Para detener a la URSS Wojtyla llegó a la conclusión propia de un polaco: el enemigo es siempre el mismo, sea el alemán luterano o el impío ruso –que ahora se hace pasar por soviético- y para combatir al enemigo ancestral se requiere de hacer alianzas con los enemigos de mi enemigo.
De ahí que Juan Pablo II, actuando más como un papa de Polonia que siendo un papa “católico”, es decir universal y por ende sin lealtades nacionales, buscó aliados en el capitalismo y en aquellos que compartían su aversión orgánica contra el comunismo. De ahí su triste coalición con los Legionarios de Cristo, el Opus Dei, Estados Unidos de América… de ahí también su persecución activa de la Teología de la Liberación, la opción de los pobres. Todo en su papado estaba supeditado a una lucha ideológica. Y como buen polaco, estaba dispuesto a sacrificar, supeditar o suprimir todo aquello que no ayudara a la guerra ideológica en marcha. Si el Concilio Vaticano II se interponía en el camino, entonces tendría que desviarse, reducirse, tergiversarse o simplemente detenerlo. La unidad en la lucha anticomunista todo lo justificaba y todo lo purificaba.
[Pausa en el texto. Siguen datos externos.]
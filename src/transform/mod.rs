//! Source-to-source script transforms.
//!
//! # Modules
//!
//! - `lexer`: String/comment/regex-aware JavaScript tokenizer
//! - `strip`: Removes debug directive calls (production)
//! - `inline`: Precompiles inline `<ns>.<engine>.compile('...')` calls (production)
//! - `literal`: Decodes quoted string literals
//! - `edit`: Byte-range edits and `TransformResult`
//!
//! Every transform is a pure function of its input text and the policy values
//! passed in; nothing here reads configuration or process state on its own.

mod edit;
pub mod inline;
pub mod lexer;
mod literal;
pub mod strip;

pub use edit::{Edit, TransformResult};
pub use inline::rewrite_inline_templates;
pub use strip::strip_directives;

use thiserror::Error;

use crate::template::PrecompileError;

/// Malformed script source.
#[derive(Debug, Clone, PartialEq, Eq, Error)]
pub enum ScanError {
    #[error("unterminated {what} starting at byte {offset}")]
    Unterminated { what: &'static str, offset: usize },

    #[error("unbalanced parenthesis: `(` at byte {offset} is never closed")]
    Unbalanced { offset: usize },
}

impl ScanError {
    /// Byte offset into the scanned source.
    pub const fn offset(&self) -> usize {
        match self {
            Self::Unterminated { offset, .. } | Self::Unbalanced { offset } => *offset,
        }
    }
}

/// Failure of a script transform.
#[derive(Debug, Error)]
pub enum TransformError {
    #[error(transparent)]
    Scan(#[from] ScanError),

    #[error(transparent)]
    Template(#[from] PrecompileError),
}
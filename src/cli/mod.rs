//! Command-line interface module.

mod args;
pub mod build;
pub mod transform;

pub use args::{Cli, Commands};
Cuando llega Joseph Aloisius Ratzinger, encargado de la Congregación de la Fe –antiguamente conocida con el nombre de la Santa Inquisición, un nombre que no admite mucho marketing positivo- al papado, se da cuenta que su labor de escudero del papa polaco había salvado a la lucha anticomunista de la iglesia de muchos golpes; pero a costa de solapar terribles abusos y desviaciones del dogma católico. Benedicto XVI se enfrenta así a la decadencia de la idea del Papa-Rockstar. Las denuncias de pederastia estallan en la línea de flotación del Vaticano y amenazan con hundirlo; la corrupción de la banca del Vaticano llega a niveles indignantes; el haber detenido la implementación del Concilio Vaticano II ha exasperado a algunos católicos, quienes desertan de la iglesia, para entrar en la calma chicha del agnosticismo o en otras denominaciones cristianas. Europa, en palabras del cardenal Carlo María Martini, tiene “bellas iglesias y basílicas; bellas y vacías, es decir inútiles”. Y si bien el “ogro” del comunismo aparentemente ha sido derrotado, ello no ha hecho más que acelerar la decadencia dogmática de la iglesia católica, así como su anquilosamiento.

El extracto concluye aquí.